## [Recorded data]
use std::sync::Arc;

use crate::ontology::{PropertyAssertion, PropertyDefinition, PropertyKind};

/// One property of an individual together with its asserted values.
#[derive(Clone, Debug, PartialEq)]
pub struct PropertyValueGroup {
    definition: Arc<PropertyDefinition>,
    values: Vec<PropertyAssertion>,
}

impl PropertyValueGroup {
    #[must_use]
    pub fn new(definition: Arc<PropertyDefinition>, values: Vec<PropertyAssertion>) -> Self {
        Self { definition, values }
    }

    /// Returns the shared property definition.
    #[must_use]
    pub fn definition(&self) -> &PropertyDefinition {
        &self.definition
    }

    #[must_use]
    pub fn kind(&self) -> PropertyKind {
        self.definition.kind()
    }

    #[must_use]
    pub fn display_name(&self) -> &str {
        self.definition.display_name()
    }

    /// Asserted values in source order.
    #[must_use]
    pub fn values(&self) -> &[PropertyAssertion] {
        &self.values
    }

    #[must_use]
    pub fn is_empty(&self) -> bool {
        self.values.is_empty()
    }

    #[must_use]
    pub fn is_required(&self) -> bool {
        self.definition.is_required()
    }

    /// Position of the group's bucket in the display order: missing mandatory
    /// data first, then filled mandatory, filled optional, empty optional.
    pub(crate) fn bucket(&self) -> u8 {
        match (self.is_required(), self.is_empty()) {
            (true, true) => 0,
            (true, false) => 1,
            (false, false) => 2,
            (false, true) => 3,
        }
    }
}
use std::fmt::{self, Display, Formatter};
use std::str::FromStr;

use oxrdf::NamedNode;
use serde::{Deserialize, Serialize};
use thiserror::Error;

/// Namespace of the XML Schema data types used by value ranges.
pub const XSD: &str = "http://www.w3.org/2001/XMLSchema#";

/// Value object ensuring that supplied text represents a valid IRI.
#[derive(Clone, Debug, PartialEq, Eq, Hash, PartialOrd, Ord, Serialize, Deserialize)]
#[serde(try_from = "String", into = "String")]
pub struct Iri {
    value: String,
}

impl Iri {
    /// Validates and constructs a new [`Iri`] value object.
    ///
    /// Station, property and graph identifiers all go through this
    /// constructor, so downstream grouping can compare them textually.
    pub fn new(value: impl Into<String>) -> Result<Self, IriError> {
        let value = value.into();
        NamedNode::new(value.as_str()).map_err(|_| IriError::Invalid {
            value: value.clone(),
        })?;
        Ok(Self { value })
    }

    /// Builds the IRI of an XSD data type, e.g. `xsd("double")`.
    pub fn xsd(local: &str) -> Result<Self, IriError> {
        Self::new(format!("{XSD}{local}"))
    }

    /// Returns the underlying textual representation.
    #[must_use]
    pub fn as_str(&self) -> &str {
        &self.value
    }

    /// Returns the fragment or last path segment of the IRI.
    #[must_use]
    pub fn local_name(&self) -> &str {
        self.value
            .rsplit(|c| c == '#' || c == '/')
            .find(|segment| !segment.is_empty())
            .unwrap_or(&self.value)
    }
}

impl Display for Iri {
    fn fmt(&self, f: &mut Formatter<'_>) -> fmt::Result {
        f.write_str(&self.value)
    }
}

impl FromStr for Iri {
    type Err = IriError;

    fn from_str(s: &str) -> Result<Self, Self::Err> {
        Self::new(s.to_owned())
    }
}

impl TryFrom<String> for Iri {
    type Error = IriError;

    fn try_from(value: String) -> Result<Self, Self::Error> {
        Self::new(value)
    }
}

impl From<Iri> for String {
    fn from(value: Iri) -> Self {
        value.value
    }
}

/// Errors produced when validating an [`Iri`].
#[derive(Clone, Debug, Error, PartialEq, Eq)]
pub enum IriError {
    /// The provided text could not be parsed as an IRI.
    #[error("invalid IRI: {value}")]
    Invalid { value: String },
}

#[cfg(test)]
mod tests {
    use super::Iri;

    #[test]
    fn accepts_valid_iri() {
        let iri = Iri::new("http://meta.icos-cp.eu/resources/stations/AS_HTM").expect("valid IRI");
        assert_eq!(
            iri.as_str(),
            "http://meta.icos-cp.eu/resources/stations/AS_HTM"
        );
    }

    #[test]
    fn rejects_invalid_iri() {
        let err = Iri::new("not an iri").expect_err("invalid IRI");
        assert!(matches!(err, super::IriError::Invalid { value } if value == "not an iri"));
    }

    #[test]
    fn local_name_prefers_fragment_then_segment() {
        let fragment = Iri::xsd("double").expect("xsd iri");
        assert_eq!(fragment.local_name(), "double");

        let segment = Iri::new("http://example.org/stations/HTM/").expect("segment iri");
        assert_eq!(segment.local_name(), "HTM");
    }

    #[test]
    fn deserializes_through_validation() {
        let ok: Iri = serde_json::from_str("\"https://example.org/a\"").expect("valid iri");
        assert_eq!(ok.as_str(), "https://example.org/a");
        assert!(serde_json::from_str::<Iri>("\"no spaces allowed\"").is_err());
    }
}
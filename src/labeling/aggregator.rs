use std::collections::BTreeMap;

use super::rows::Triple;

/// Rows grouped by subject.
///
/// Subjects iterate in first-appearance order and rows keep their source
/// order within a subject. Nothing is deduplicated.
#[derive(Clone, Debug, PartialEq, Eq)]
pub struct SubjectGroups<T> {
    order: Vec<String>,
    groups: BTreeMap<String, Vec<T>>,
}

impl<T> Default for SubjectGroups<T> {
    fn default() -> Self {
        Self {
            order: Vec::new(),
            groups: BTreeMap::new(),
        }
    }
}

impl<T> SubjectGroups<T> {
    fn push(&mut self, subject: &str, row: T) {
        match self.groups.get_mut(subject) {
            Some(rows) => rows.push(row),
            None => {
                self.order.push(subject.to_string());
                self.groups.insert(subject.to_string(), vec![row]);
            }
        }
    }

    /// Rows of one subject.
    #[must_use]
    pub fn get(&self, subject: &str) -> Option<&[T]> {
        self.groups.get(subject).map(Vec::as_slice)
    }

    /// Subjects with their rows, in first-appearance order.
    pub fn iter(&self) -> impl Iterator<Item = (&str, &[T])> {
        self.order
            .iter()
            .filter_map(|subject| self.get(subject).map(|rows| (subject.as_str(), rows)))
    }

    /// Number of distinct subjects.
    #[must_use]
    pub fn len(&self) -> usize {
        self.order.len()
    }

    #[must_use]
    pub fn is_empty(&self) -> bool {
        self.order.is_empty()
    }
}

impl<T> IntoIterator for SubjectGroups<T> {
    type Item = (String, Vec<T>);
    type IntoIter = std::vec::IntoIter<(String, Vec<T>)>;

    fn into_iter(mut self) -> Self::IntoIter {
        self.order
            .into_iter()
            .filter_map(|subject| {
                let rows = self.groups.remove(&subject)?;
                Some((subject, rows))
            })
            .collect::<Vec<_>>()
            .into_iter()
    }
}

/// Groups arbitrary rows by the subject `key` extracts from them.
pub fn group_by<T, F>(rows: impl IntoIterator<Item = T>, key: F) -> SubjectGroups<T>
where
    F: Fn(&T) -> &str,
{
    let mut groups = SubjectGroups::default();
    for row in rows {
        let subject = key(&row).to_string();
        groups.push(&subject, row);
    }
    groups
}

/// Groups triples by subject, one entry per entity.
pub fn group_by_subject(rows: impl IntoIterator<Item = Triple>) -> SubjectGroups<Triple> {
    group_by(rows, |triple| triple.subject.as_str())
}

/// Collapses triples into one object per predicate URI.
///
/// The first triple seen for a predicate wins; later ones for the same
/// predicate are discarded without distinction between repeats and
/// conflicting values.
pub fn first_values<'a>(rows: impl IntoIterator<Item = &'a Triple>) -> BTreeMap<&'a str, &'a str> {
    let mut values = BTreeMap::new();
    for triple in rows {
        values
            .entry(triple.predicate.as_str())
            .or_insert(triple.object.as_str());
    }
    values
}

## [Task directions]
Only the lines above, from the first through the one holding "pub struct PropertyValueGroup", are to be output, and they must be copied exactly.

## [Written response]
use std::sync::Arc;

use crate::ontology::{PropertyAssertion, PropertyDefinition, PropertyKind};

/// One property of an individual together with its asserted values.
#[derive(Clone, Debug, PartialEq)]
pub struct PropertyValueGroup {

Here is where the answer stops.